- [Problem details]: Write out the data below exactly, from its first line to the line containing "let token = CancelToken::new();", that line included.
---------- Information supplied
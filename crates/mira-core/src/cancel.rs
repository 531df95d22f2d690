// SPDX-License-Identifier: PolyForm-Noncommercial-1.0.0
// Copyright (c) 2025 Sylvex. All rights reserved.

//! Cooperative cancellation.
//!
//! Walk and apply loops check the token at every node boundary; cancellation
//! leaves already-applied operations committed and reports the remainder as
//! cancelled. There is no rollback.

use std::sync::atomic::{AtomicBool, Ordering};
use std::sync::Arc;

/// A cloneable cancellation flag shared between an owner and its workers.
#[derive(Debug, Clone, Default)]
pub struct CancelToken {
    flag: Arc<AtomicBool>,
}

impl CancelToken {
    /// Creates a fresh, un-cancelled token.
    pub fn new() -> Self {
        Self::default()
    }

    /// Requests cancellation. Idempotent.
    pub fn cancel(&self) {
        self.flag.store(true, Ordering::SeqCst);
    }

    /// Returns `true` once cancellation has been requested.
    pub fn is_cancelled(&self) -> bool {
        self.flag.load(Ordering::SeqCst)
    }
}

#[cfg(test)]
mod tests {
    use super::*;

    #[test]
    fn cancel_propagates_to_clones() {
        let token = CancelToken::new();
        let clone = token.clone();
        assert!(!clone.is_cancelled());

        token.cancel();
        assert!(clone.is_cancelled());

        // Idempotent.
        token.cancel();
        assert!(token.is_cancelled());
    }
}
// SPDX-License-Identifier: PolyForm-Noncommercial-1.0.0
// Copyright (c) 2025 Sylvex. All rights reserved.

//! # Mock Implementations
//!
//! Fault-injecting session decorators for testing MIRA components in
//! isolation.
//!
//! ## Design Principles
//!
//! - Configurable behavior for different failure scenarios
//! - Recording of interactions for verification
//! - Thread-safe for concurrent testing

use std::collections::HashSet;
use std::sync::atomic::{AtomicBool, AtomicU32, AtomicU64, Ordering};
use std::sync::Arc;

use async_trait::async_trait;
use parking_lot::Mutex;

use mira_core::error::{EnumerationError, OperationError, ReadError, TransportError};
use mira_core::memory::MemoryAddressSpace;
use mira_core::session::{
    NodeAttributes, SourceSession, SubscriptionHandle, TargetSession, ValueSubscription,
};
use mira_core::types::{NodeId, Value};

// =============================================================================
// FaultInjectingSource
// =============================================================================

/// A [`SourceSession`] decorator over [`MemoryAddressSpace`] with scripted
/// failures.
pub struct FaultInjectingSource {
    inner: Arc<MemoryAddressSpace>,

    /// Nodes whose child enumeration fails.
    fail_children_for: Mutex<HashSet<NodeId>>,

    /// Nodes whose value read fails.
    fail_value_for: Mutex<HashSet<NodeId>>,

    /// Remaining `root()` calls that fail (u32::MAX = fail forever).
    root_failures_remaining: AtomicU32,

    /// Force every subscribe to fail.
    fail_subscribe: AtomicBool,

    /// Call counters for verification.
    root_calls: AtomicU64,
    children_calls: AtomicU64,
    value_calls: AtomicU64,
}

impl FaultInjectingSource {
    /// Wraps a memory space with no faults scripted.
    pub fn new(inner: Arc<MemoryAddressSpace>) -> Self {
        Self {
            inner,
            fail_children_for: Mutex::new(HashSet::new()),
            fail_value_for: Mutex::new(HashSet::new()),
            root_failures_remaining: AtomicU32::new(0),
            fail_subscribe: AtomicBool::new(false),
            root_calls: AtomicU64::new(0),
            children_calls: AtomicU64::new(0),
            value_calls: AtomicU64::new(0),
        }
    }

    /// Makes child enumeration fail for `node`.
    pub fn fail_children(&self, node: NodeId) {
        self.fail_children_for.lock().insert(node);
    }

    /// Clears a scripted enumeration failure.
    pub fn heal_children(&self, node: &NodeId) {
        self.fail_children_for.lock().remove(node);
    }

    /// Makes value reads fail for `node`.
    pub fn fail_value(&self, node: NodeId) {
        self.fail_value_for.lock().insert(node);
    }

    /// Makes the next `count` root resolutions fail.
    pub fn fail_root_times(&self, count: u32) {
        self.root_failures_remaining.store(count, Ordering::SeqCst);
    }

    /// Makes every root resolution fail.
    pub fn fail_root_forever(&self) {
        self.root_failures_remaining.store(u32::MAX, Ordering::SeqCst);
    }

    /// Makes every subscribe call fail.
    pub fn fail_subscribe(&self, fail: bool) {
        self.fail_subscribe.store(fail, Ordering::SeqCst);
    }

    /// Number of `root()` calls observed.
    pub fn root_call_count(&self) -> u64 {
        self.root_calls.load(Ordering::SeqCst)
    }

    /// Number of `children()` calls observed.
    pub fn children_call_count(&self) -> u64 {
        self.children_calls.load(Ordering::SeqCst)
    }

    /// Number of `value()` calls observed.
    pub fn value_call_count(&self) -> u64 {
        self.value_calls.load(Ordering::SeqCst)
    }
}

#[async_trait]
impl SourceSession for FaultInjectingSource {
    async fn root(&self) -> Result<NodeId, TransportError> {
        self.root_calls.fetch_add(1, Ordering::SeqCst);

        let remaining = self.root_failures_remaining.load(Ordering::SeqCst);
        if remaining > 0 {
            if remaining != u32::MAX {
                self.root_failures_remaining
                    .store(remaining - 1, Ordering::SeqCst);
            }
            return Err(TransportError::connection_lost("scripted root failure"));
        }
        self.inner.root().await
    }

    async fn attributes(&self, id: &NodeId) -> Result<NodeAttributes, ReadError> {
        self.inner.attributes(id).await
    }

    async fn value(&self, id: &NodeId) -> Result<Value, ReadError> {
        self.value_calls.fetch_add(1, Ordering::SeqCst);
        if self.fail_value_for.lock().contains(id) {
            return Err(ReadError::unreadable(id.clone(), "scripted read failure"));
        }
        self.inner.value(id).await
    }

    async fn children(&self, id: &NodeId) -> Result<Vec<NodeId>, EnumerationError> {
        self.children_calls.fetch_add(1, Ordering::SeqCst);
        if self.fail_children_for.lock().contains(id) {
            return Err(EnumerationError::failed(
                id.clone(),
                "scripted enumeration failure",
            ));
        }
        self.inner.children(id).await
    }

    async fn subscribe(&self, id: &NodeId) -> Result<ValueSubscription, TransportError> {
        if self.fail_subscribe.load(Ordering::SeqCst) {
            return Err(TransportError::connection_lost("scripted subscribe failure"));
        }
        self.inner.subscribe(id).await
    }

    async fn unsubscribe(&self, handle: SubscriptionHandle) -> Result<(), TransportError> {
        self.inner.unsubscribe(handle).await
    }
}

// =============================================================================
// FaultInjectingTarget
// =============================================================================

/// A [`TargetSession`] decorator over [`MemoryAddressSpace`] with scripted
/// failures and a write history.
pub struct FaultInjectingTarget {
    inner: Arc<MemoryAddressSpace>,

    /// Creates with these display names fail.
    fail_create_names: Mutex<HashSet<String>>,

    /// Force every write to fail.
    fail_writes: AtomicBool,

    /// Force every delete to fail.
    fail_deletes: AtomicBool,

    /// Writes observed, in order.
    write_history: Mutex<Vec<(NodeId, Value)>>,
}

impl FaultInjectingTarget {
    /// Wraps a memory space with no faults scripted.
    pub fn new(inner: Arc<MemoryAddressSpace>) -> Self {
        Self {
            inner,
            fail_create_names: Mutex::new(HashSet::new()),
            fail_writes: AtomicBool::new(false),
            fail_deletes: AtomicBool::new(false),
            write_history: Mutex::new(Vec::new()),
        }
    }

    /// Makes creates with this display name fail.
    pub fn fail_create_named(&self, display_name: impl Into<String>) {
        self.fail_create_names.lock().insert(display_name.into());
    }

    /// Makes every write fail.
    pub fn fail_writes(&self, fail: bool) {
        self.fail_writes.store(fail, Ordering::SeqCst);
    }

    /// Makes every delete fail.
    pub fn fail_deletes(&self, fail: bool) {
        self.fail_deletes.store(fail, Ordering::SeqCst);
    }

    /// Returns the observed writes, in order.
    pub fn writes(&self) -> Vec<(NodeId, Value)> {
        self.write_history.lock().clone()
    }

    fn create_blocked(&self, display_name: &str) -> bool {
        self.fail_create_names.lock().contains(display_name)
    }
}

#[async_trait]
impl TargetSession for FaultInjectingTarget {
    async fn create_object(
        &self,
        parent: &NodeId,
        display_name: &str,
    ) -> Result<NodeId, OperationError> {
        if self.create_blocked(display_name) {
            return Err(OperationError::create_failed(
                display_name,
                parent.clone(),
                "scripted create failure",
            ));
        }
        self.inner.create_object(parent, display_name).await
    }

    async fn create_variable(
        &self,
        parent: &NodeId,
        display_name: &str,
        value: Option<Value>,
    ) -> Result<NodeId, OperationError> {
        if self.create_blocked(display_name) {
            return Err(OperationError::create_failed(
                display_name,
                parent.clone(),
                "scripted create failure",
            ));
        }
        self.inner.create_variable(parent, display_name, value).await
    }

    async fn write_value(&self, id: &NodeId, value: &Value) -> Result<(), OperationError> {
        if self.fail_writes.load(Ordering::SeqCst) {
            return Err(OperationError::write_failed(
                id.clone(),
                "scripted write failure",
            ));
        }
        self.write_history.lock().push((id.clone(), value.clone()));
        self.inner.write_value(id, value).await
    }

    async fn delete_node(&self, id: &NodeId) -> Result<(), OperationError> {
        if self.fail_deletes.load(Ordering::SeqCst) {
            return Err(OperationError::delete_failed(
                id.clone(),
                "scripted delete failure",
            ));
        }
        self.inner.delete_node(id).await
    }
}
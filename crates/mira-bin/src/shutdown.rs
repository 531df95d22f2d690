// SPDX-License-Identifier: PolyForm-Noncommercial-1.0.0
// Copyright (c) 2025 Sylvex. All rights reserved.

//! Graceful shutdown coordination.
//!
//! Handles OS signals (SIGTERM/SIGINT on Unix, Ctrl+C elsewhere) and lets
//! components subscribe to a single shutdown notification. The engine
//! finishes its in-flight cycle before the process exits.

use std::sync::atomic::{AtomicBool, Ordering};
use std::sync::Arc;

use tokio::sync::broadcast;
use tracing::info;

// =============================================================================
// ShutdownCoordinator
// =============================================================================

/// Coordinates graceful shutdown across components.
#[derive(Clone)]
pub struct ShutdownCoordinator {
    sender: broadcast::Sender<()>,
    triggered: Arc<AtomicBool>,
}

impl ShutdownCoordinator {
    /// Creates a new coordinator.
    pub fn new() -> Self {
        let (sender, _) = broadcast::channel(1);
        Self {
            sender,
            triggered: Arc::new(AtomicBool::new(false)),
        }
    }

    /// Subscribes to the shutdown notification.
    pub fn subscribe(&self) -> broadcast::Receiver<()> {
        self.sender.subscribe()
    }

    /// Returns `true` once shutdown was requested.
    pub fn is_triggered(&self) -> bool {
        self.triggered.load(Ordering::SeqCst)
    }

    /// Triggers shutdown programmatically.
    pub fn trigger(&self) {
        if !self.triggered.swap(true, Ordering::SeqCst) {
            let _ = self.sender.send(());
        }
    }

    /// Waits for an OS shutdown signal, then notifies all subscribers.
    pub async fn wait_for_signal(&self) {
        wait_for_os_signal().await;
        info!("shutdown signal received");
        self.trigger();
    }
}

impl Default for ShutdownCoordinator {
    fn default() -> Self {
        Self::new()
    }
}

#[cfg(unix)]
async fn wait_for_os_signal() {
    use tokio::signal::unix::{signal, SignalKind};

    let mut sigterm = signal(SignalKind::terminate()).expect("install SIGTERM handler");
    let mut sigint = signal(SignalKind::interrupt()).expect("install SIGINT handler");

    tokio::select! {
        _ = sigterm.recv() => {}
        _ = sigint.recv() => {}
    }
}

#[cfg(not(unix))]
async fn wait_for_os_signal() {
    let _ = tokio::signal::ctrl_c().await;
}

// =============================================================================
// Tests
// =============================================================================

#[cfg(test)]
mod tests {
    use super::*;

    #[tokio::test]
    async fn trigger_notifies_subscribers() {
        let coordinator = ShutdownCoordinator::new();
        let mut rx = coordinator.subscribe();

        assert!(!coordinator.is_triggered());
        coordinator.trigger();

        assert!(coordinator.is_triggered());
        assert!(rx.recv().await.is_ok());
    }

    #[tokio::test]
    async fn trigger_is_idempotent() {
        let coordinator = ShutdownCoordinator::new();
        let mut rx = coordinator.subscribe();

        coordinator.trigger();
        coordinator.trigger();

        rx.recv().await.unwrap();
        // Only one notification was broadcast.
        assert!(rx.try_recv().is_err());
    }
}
--------------------
- [Written answer]:
filename crates/mira-core/src/cancel.rs
repository 531df95d22f2d690
// SPDX-License-Identifier: PolyForm-Noncommercial-1.0.0
// Copyright (c) 2025 Sylvex. All rights reserved.

//! Cooperative cancellation.
//!
//! Walk and apply loops check the token at every node boundary; cancellation
//! leaves already-applied operations committed and reports the remainder as
//! cancelled. There is no rollback.

use std::sync::atomic::{AtomicBool, Ordering};
use std::sync::Arc;

/// A cloneable cancellation flag shared between an owner and its workers.
#[derive(Debug, Clone, Default)]
pub struct CancelToken {
    flag: Arc<AtomicBool>,
}

impl CancelToken {
    /// Creates a fresh, un-cancelled token.
    pub fn new() -> Self {
        Self::default()
    }

    /// Requests cancellation. Idempotent.
    pub fn cancel(&self) {
        self.flag.store(true, Ordering::SeqCst);
    }

    /// Returns `true` once cancellation has been requested.
    pub fn is_cancelled(&self) -> bool {
        self.flag.load(Ordering::SeqCst)
    }
}

#[cfg(test)]
mod tests {
    use super::*;

    #[test]
    fn cancel_propagates_to_clones() {
        let token = CancelToken::new();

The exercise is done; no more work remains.